# How often I should get my tires rotated?



## BMWFM1 (Jan 22, 2008)

Klamalama said:


> Someone has to say it:
> 
> I rotate my tires every time I drive. I tried driving with the brakes on, but it wasn't as much fun.


You are kidding, but the first time I heard about it, I pictured a mechanic putting my car up and rotating the wheels freely on their axes... :dunno: Could not understand why they would do that :loco: ...until I figured out they were talking about switching tires. 

FM


----------



## TMQ (Jun 3, 2004)

BMW doesn't recommend rotating tires. Mike Miller at Roundel Tech Talk explained that BMWs are very sensitive to wheel balancing issues, and changing wheels/tires back and forth often lead to vibration issues. Of course, the tires will wear off faster without rotation, but that's just a smaller price to pay.


----------



## mullman (Jan 5, 2006)

Klamalama said:


> Someone has to say it:
> 
> I rotate my tires every time I drive. I tried driving with the brakes on, but it wasn't as much fun.


:rofl: Good one!


----------



## FlyingDragon (Jul 4, 2007)

I didn't know that this was going to be such a controversial issue. I always thought rotating tires will extend the life of your tires and widely accepted in the automotive. 

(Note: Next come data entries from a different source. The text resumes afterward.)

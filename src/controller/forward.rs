//! Forward-vector replies.
//!
//! The platform answers a forward-vector request at most once, from whatever
//! thread it likes. A reply either wakes a waiting caller through a oneshot
//! channel or runs a callback, unless the owning facade was disposed first.

use glam::Vec3;
use std::fmt;
use tokio::sync::oneshot;
use tokio_util::sync::CancellationToken;
use tracing::{debug, trace};

type ForwardCallback = Box<dyn FnOnce(Vec3) + Send + 'static>;

pub enum ForwardReply {
    Channel(oneshot::Sender<Vec3>),
    Callback {
        cancel: CancellationToken,
        callback: ForwardCallback,
    },
}

impl ForwardReply {
    pub(crate) fn channel() -> (Self, oneshot::Receiver<Vec3>) {
        let (tx, rx) = oneshot::channel();
        (Self::Channel(tx), rx)
    }

    pub(crate) fn callback<F>(cancel: CancellationToken, callback: F) -> Self
    where
        F: FnOnce(Vec3) + Send + 'static,
    {
        Self::Callback {
            cancel,
            callback: Box::new(callback),
        }
    }

    /// Delivers the forward vector. Consumes the reply, so it can only happen once.
    pub fn answer(self, forward: Vec3) {
        match self {
            Self::Channel(tx) => {
                if tx.send(forward).is_err() {
                    trace!("Forward vector waiter went away before the answer");
                }
            }
            Self::Callback { cancel, callback } => {
                if cancel.is_cancelled() {
                    debug!("Facade disposed, skipping forward vector callback");
                    return;
                }
                callback(forward);
            }
        }
    }
}

impl fmt::Debug for ForwardReply {
    fn fmt(&self, f: &mut fmt::Formatter<'_>) -> fmt::Result {
        match self {
            Self::Channel(tx) => f
                .debug_tuple("Channel")
                .field(&tx.is_closed())
                .finish(),
            Self::Callback { cancel, .. } => f
                .debug_struct("Callback")
                .field("cancelled", &cancel.is_cancelled())
                .finish_non_exhaustive(),
        }
    }
}

#[cfg(test)]
mod tests {
    use super::*;
    use std::sync::atomic::{AtomicUsize, Ordering};
    use std::sync::Arc;

    #[test]
    fn test_channel_reply_wakes_receiver() {
        let (reply, mut rx) = ForwardReply::channel();
        reply.answer(Vec3::NEG_Z);
        assert_eq!(rx.try_recv().unwrap(), Vec3::NEG_Z);
    }

    #[test]
    fn test_callback_skipped_after_cancel() {
        let calls = Arc::new(AtomicUsize::new(0));
        let cancel = CancellationToken::new();
        let counter = calls.clone();
        let reply = ForwardReply::callback(cancel.clone(), move |_| {
            counter.fetch_add(1, Ordering::SeqCst);
        });

        cancel.cancel();
        reply.answer(Vec3::X);
        assert_eq!(calls.load(Ordering::SeqCst), 0);
    }

    #[test]
    fn test_callback_runs_with_value() {
        let seen = Arc::new(parking_lot::Mutex::new(None));
        let sink = seen.clone();
        let reply = ForwardReply::callback(CancellationToken::new(), move |v| {
            *sink.lock() = Some(v);
        });

        reply.answer(Vec3::Y);
        assert_eq!(*seen.lock(), Some(Vec3::Y));
    }
}
//! Native boundary.
//!
//! The platform layer owns the channel that produces raw input batches and
//! receives category toggles. This module only describes that boundary:
//!
//! ```text
//! Platform ──[InputEvent batches]──► EventRouter ──► Listeners
//!    ▲                                   │
//!    └────[category toggles, handle]─────┘
//! ```
//!
//! [`NativeSlot`] owns one allocated handle and releases it exactly once, either
//! through an explicit release or when the owning scope ends.

pub mod loopback;

pub use loopback::LoopbackTransport;

use std::fmt;
use std::sync::Arc;
use tracing::{debug, info};

use crate::controller::forward::ForwardReply;
use crate::event::EventCategory;

/// Handle to native dispatch resources allocated by a transport.
#[derive(Debug, Clone, Copy, PartialEq, Eq, Hash, PartialOrd, Ord)]
pub struct NativeHandle(pub u64);

impl fmt::Display for NativeHandle {
    fn fmt(&self, f: &mut fmt::Formatter<'_>) -> fmt::Result {
        write!(f, "native#{}", self.0)
    }
}

// Transport errors
#[derive(Debug, thiserror::Error)]
pub enum TransportError {
    #[error("Failed to allocate native dispatch resources: {0}")]
    AllocationFailed(String),

    #[error("Transport is closed")]
    Closed,
}

/// Platform side of the boundary.
///
/// Only `allocate`, `release` and `set_category_enabled` are required. The
/// controller operations default to no-ops so touch-only platforms do not
/// have to implement them; the default forward-vector request drops the reply,
/// which callers observe as an unanswered query.
pub trait NativeTransport: Send + Sync {
    fn allocate(&self) -> Result<NativeHandle, TransportError>;

    fn release(&self, handle: NativeHandle);

    fn set_category_enabled(&self, handle: NativeHandle, category: EventCategory, enabled: bool);

    fn set_reticle_visible(&self, _handle: NativeHandle, _visible: bool) {}

    fn set_controller_visible(&self, _handle: NativeHandle, _visible: bool) {}

    fn set_light_receiving_bitmask(&self, _handle: NativeHandle, _bitmask: u32) {}

    /// Asks the platform for the controller forward vector. The platform calls
    /// [`ForwardReply::answer`] once the value is known, from any thread.
    fn request_forward_vector(&self, _handle: NativeHandle, reply: ForwardReply) {
        drop(reply);
    }
}

/// Exclusive owner of one native handle.
pub struct NativeSlot {
    transport: Arc<dyn NativeTransport>,
    handle: Option<NativeHandle>,
}

impl NativeSlot {
    pub fn acquire(transport: Arc<dyn NativeTransport>) -> Result<Self, TransportError> {
        let handle = transport.allocate()?;
        debug!("Acquired {}", handle);
        Ok(Self {
            transport,
            handle: Some(handle),
        })
    }

    /// The live handle, `None` once released.
    pub fn handle(&self) -> Option<NativeHandle> {
        self.handle
    }

    pub fn transport(&self) -> &Arc<dyn NativeTransport> {
        &self.transport
    }

    /// Releases the handle. Returns `false` if it was already released.
    pub fn release(&mut self) -> bool {
        match self.handle.take() {
            Some(handle) => {
                self.transport.release(handle);
                info!("Released {}", handle);
                true
            }
            None => false,
        }
    }
}

impl Drop for NativeSlot {
    fn drop(&mut self) {
        self.release();
    }
}

impl fmt::Debug for NativeSlot {
    fn fmt(&self, f: &mut fmt::Formatter<'_>) -> fmt::Result {
        f.debug_struct("NativeSlot")
            .field("handle", &self.handle)
            .finish_non_exhaustive()
    }
}
//! Scene node lookup.
//!
//! Target ids are opaque to the input core. The only place they are turned into
//! something the application understands is a [`NodeRegistry`] lookup right
//! before a click or hover listener is called.

use parking_lot::RwLock;
use std::collections::HashMap;

use crate::event::NodeId;

pub trait NodeRegistry: Send + Sync {
    type Entity: Clone + Send + 'static;

    fn lookup(&self, id: NodeId) -> Option<Self::Entity>;
}

/// Map-backed registry for applications without their own scene graph.
#[derive(Debug)]
pub struct SceneNodes<E> {
    nodes: RwLock<HashMap<NodeId, E>>,
}

impl<E> Default for SceneNodes<E> {
    fn default() -> Self {
        Self {
            nodes: RwLock::new(HashMap::new()),
        }
    }
}

impl<E> SceneNodes<E> {
    pub fn new() -> Self {
        Self::default()
    }

    pub fn insert(&self, id: NodeId, entity: E) -> Option<E> {
        self.nodes.write().insert(id, entity)
    }

    pub fn remove(&self, id: NodeId) -> Option<E> {
        self.nodes.write().remove(&id)
    }

    pub fn len(&self) -> usize {
        self.nodes.read().len()
    }

    pub fn is_empty(&self) -> bool {
        self.nodes.read().is_empty()
    }
}

impl<E> NodeRegistry for SceneNodes<E>
where
    E: Clone + Send + Sync + 'static,
{
    type Entity = E;

    fn lookup(&self, id: NodeId) -> Option<E> {
        self.nodes.read().get(&id).cloned()
    }
}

I'll ask my SA next time I'm in the shop and see what he says.


----------



## Pinecone (Apr 3, 2002)

I haven't rotated tires in years. I found that I got more problems rotating than not rotating and no significant life increase by rotating.


----------



## hockeynut (Apr 14, 2002)

No rotation ever. Not recommended on BMWs, esp staggered setup.

I have 22k on my originals and still going strong.


----------